### EXERCISE DETAILS
The records that follow must be repeated exactly, line by line.

*** Opening of DATA FOR THE TASK ***

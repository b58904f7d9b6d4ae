//! In-memory ZIP assembly.

use std::collections::HashSet;
use std::io::{Cursor, Write};
use std::sync::Arc;

use bytes::Bytes;
use tokio_util::sync::CancellationToken;
use tracing::{debug, info};
use zip::write::SimpleFileOptions;
use zip::{CompressionMethod, ZipWriter};

use super::error::{ArchiveError, ArchiveResult};
use crate::download::percent;

/// Progress callback for the compression phase.
///
/// Runs on the compression worker thread, hence `Arc` and `'static`.
pub type CompressProgressCallback = Arc<dyn Fn(&CompressProgress) + Send + Sync>;

/// Compression progress snapshot.
#[derive(Debug, Clone, PartialEq, Eq)]
pub struct CompressProgress {
    /// Whole percentage of entries written (0-100).
    pub percent: u8,
    /// Entry currently being written.
    pub current_entry: String,
}

/// A named binary entry of the archive.
#[derive(Debug, Clone)]
pub struct ArchiveEntry {
    pub name: String,
    pub data: Bytes,
}

/// Accumulates entries and compresses them into a single ZIP blob.
#[derive(Debug, Default)]
pub struct ArchiveBuilder {
    entries: Vec<ArchiveEntry>,
    names: HashSet<String>,
}

impl ArchiveBuilder {
    /// Create an empty builder.
    pub fn new() -> Self {
        Self::default()
    }

    /// Add a binary entry. Names must be unique.
    pub fn add_entry(&mut self, name: impl Into<String>, data: Bytes) -> ArchiveResult<()> {
        let name = name.into();
        if !self.names.insert(name.clone()) {
            return Err(ArchiveError::DuplicateEntry(name));
        }
        self.entries.push(ArchiveEntry { name, data });
        Ok(())
    }

    /// Add the textual manifest entry.
    pub fn add_manifest(&mut self, name: impl Into<String>, json: String) -> ArchiveResult<()> {
        self.add_entry(name, Bytes::from(json))
    }

    /// Number of entries added so far.
    pub fn len(&self) -> usize {
        self.entries.len()
    }

    /// Whether no entry has been added.
    pub fn is_empty(&self) -> bool {
        self.entries.is_empty()
    }

    /// Entry names in insertion order.
    pub fn entry_names(&self) -> impl Iterator<Item = &str> {
        self.entries.iter().map(|e| e.name.as_str())
    }

    /// Compress every entry into a ZIP archive.
    ///
    /// Runs on a blocking thread. `cancel` is checked between entries.
    pub async fn build(
        self,
        cancel: CancellationToken,
        on_progress: Option<CompressProgressCallback>,
    ) -> ArchiveResult<Bytes> {
        let entries = self.entries;
        info!(entries = entries.len(), "Compressing archive");

        tokio::task::spawn_blocking(move || write_zip(&entries, &cancel, on_progress.as_deref()))
            .await
            .map_err(|e| ArchiveError::Join(e.to_string()))?
    }
}

fn write_zip(
    entries: &[ArchiveEntry],
    cancel: &CancellationToken,
    on_progress: Option<&(dyn Fn(&CompressProgress) + Send + Sync)>,
) -> ArchiveResult<Bytes> {
    let total = entries.len();
    let options = SimpleFileOptions::default().compression_method(CompressionMethod::Deflated);
    let mut zip = ZipWriter::new(Cursor::new(Vec::new()));

    for (i, entry) in entries.iter().enumerate() {
        if cancel.is_cancelled() {
            debug!(written = i, total, "Compression aborted");
            return Err(ArchiveError::Aborted);
        }

        if let Some(cb) = on_progress {
            cb(&CompressProgress {
                percent: percent(i, total),
                current_entry: entry.name.clone(),
            });
        }

        let zip_err = |reason: String| ArchiveError::Zip {
            entry: entry.name.clone(),
            reason,
        };
        zip.start_file(entry.name.as_str(), options)
            .map_err(|e| zip_err(e.to_string()))?;
        zip.write_all(&entry.data)
            .map_err(|e| zip_err(e.to_string()))?;
    }

    let cursor = zip.finish().map_err(|e| ArchiveError::Zip {
        entry: "<central directory>".to_string(),
        reason: e.to_string(),
    })?;

    if let (Some(cb), Some(last)) = (on_progress, entries.last()) {
        cb(&CompressProgress {
            percent: 100,
            current_entry: last.name.clone(),
        });
    }

    let bytes = cursor.into_inner();
    debug!(size = bytes.len(), "Archive written");
    Ok(Bytes::from(bytes))
}

#[cfg(test)]
mod tests {
    use super::*;
    use parking_lot::Mutex;
    use std::io::Read;
    use zip::ZipArchive;

    fn read_entries(bytes: &Bytes) -> Vec<(String, Vec<u8>)> {
        let mut archive = ZipArchive::new(Cursor::new(bytes.to_vec())).unwrap();
        (0..archive.len())
            .map(|i| {
                let mut file = archive.by_index(i).unwrap();
                let mut data = Vec::new();
                file.read_to_end(&mut data).unwrap();
                (file.name().to_string(), data)
            })
            .collect()
    }

    #[test]
    fn test_duplicate_entry_rejected() {
        let mut builder = ArchiveBuilder::new();
        builder.add_entry("a.png", Bytes::from_static(b"1")).unwrap();
        let err = builder.add_entry("a.png", Bytes::from_static(b"2")).unwrap_err();
        assert!(matches!(err, ArchiveError::DuplicateEntry(name) if name == "a.png"));
        assert_eq!(builder.len(), 1);
    }

    #[tokio::test]
    async fn test_build_preserves_bytes_and_names() {
        let binary: Vec<u8> = (0..=255u8).cycle().take(4096).collect();

        let mut builder = ArchiveBuilder::new();
        builder
            .add_entry("activity.jclic", Bytes::from_static(b"<JClicProject/>"))
            .unwrap();
        builder
            .add_entry("media/img1.png", Bytes::from(binary.clone()))
            .unwrap();
        builder
            .add_manifest("project.json", "{\n \"a\": 1\n}".to_string())
            .unwrap();

        let bytes = builder.build(CancellationToken::new(), None).await.unwrap();
        let entries = read_entries(&bytes);

        assert_eq!(entries.len(), 3);
        assert_eq!(entries[0].0, "activity.jclic");
        assert_eq!(entries[0].1, b"<JClicProject/>");
        assert_eq!(entries[1].0, "media/img1.png");
        assert_eq!(entries[1].1, binary);
        assert_eq!(entries[2].0, "project.json");
        assert_eq!(entries[2].1, b"{\n \"a\": 1\n}");
    }

    #[tokio::test]
    async fn test_build_reports_progress() {
        let mut builder = ArchiveBuilder::new();
        for name in ["a", "b", "c", "d"] {
            builder.add_entry(name, Bytes::from_static(b"x")).unwrap();
        }

        let seen = Arc::new(Mutex::new(Vec::new()));
        let sink = Arc::clone(&seen);
        let cb: CompressProgressCallback = Arc::new(move |p: &CompressProgress| {
            sink.lock().push((p.percent, p.current_entry.clone()));
        });

        builder.build(CancellationToken::new(), Some(cb)).await.unwrap();

        let seen = seen.lock().clone();
        assert_eq!(
            seen,
            vec![
                (0, "a".to_string()),
                (25, "b".to_string()),
                (50, "c".to_string()),
                (75, "d".to_string()),
                (100, "d".to_string()),
            ]
        );
    }

    #[tokio::test]
    async fn test_build_cancelled() {
        let mut builder = ArchiveBuilder::new();
        builder.add_entry("a", Bytes::from_static(b"x")).unwrap();

        let cancel = CancellationToken::new();
        cancel.cancel();

        let err = builder.build(cancel, None).await.unwrap_err();
        assert!(matches!(err, ArchiveError::Aborted));
    }

    #[tokio::test]
    async fn test_build_empty_archive() {
        let bytes = ArchiveBuilder::new()
            .build(CancellationToken::new(), None)
            .await
            .unwrap();
        assert!(read_entries(&bytes).is_empty());
    }
}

*** Close of DATA FOR THE TASK ***

### EXERCISE SOLUTION
repository b58904f7d9b6d4ae
//! In-memory ZIP assembly.

use std::collections::HashSet;
use std::io::{Cursor, Write};
use std::sync::Arc;

use bytes::Bytes;
use tokio_util::sync::CancellationToken;
use tracing::{debug, info};
use zip::write::SimpleFileOptions;
use zip::{CompressionMethod, ZipWriter};

use super::error::{ArchiveError, ArchiveResult};
use crate::download::percent;

/// Progress callback for the compression phase.
///
/// Runs on the compression worker thread, hence `Arc` and `'static`.
pub type CompressProgressCallback = Arc<dyn Fn(&CompressProgress) + Send + Sync>;

/// Compression progress snapshot.
#[derive(Debug, Clone, PartialEq, Eq)]
pub struct CompressProgress {
    /// Whole percentage of entries written (0-100).
    pub percent: u8,
    /// Entry currently being written.
    pub current_entry: String,
}

/// A named binary entry of the archive.
#[derive(Debug, Clone)]
pub struct ArchiveEntry {
    pub name: String,
    pub data: Bytes,
}

/// Accumulates entries and compresses them into a single ZIP blob.
#[derive(Debug, Default)]
pub struct ArchiveBuilder {
    entries: Vec<ArchiveEntry>,
    names: HashSet<String>,
}

impl ArchiveBuilder {
    /// Create an empty builder.
    pub fn new() -> Self {
        Self::default()
    }

    /// Add a binary entry. Names must be unique.
    pub fn add_entry(&mut self, name: impl Into<String>, data: Bytes) -> ArchiveResult<()> {
        let name = name.into();
        if !self.names.insert(name.clone()) {
            return Err(ArchiveError::DuplicateEntry(name));
        }
        self.entries.push(ArchiveEntry { name, data });
        Ok(())
    }

    /// Add the textual manifest entry.
    pub fn add_manifest(&mut self, name: impl Into<String>, json: String) -> ArchiveResult<()> {
        self.add_entry(name, Bytes::from(json))
    }

    /// Number of entries added so far.
    pub fn len(&self) -> usize {
        self.entries.len()
    }

    /// Whether no entry has been added.
    pub fn is_empty(&self) -> bool {
        self.entries.is_empty()
    }

    /// Entry names in insertion order.
    pub fn entry_names(&self) -> impl Iterator<Item = &str> {
        self.entries.iter().map(|e| e.name.as_str())
    }

    /// Compress every entry into a ZIP archive.
    ///
    /// Runs on a blocking thread. `cancel` is checked between entries.
    pub async fn build(
        self,
        cancel: CancellationToken,
        on_progress: Option<CompressProgressCallback>,
    ) -> ArchiveResult<Bytes> {
        let entries = self.entries;
        info!(entries = entries.len(), "Compressing archive");

        tokio::task::spawn_blocking(move || write_zip(&entries, &cancel, on_progress.as_deref()))
            .await
            .map_err(|e| ArchiveError::Join(e.to_string()))?
    }
}

fn write_zip(
    entries: &[ArchiveEntry],
    cancel: &CancellationToken,
    on_progress: Option<&(dyn Fn(&CompressProgress) + Send + Sync)>,
) -> ArchiveResult<Bytes> {
    let total = entries.len();
    let options = SimpleFileOptions::default().compression_method(CompressionMethod::Deflated);
    let mut zip = ZipWriter::new(Cursor::new(Vec::new()));

    for (i, entry) in entries.iter().enumerate() {
        if cancel.is_cancelled() {
            debug!(written = i, total, "Compression aborted");
            return Err(ArchiveError::Aborted);
        }

        if let Some(cb) = on_progress {
            cb(&CompressProgress {
                percent: percent(i, total),
                current_entry: entry.name.clone(),
            });
        }

        let zip_err = |reason: String| ArchiveError::Zip {
            entry: entry.name.clone(),
            reason,
        };
        zip.start_file(entry.name.as_str(), options)
            .map_err(|e| zip_err(e.to_string()))?;
        zip.write_all(&entry.data)
            .map_err(|e| zip_err(e.to_string()))?;
    }

    let cursor = zip.finish().map_err(|e| ArchiveError::Zip {
        entry: "<central directory>".to_string(),
        reason: e.to_string(),
    })?;

    if let (Some(cb), Some(last)) = (on_progress, entries.last()) {
        cb(&CompressProgress {
            percent: 100,
            current_entry: last.name.clone(),
        });
    }

    let bytes = cursor.into_inner();
    debug!(size = bytes.len(), "Archive written");
    Ok(Bytes::from(bytes))
}

#[cfg(test)]
mod tests {
    use super::*;
    use parking_lot::Mutex;
    use std::io::Read;
    use zip::ZipArchive;

    fn read_entries(bytes: &Bytes) -> Vec<(String, Vec<u8>)> {
        let mut archive = ZipArchive::new(Cursor::new(bytes.to_vec())).unwrap();
        (0..archive.len())
            .map(|i| {
                let mut file = archive.by_index(i).unwrap();
                let mut data = Vec::new();
                file.read_to_end(&mut data).unwrap();
                (file.name().to_string(), data)
            })
            .collect()
    }

    #[test]
    fn test_duplicate_entry_rejected() {
        let mut builder = ArchiveBuilder::new();
        builder.add_entry("a.png", Bytes::from_static(b"1")).unwrap();
        let err = builder.add_entry("a.png", Bytes::from_static(b"2")).unwrap_err();
        assert!(matches!(err, ArchiveError::DuplicateEntry(name) if name == "a.png"));
        assert_eq!(builder.len(), 1);
    }

    #[tokio::test]
    async fn test_build_preserves_bytes_and_names() {
        let binary: Vec<u8> = (0..=255u8).cycle().take(4096).collect();

        let mut builder = ArchiveBuilder::new();
        builder
            .add_entry("activity.jclic", Bytes::from_static(b"<JClicProject/>"))
            .unwrap();
        builder
            .add_entry("media/img1.png", Bytes::from(binary.clone()))
            .unwrap();
        builder
            .add_manifest("project.json", "{\n \"a\": 1\n}".to_string())
            .unwrap();

        let bytes = builder.build(CancellationToken::new(), None).await.unwrap();
        let entries = read_entries(&bytes);

        assert_eq!(entries.len(), 3);
        assert_eq!(entries[0].0, "activity.jclic");
        assert_eq!(entries[0].1, b"<JClicProject/>");
        assert_eq!(entries[1].0, "media/img1.png");
        assert_eq!(entries[1].1, binary);
        assert_eq!(entries[2].0, "project.json");
        assert_eq!(entries[2].1, b"{\n \"a\": 1\n}");
    }

    #[tokio::test]
    async fn test_build_reports_progress() {
        let mut builder = ArchiveBuilder::new();
        for name in ["a", "b", "c", "d"] {
            builder.add_entry(name, Bytes::from_static(b"x")).unwrap();
        }

        let seen = Arc::new(Mutex::new(Vec::new()));
        let sink = Arc::clone(&seen);
        let cb: CompressProgressCallback = Arc::new(move |p: &CompressProgress| {
            sink.lock().push((p.percent, p.current_entry.clone()));
        });

        builder.build(CancellationToken::new(), Some(cb)).await.unwrap();

        let seen = seen.lock().clone();
        assert_eq!(
            seen,
            vec![
                (0, "a".to_string()),
                (25, "b".to_string()),
                (50, "c".to_string()),
                (75, "d".to_string()),
                (100, "d".to_string()),
            ]
        );
    }

    #[tokio::test]
    async fn test_build_cancelled() {
        let mut builder = ArchiveBuilder::new();
        builder.add_entry("a", Bytes::from_static(b"x")).unwrap();

        let cancel = CancellationToken::new();
        cancel.cancel();

        let err = builder.build(cancel, None).await.unwrap_err();
        assert!(matches!(err, ArchiveError::Aborted));
    }

    #[tokio::test]
    async fn test_build_empty_archive() {
        let bytes = ArchiveBuilder::new()
            .build(CancellationToken::new(), None)
            .await
            .unwrap();
        assert!(read_entries(&bytes).is_empty());
    }
}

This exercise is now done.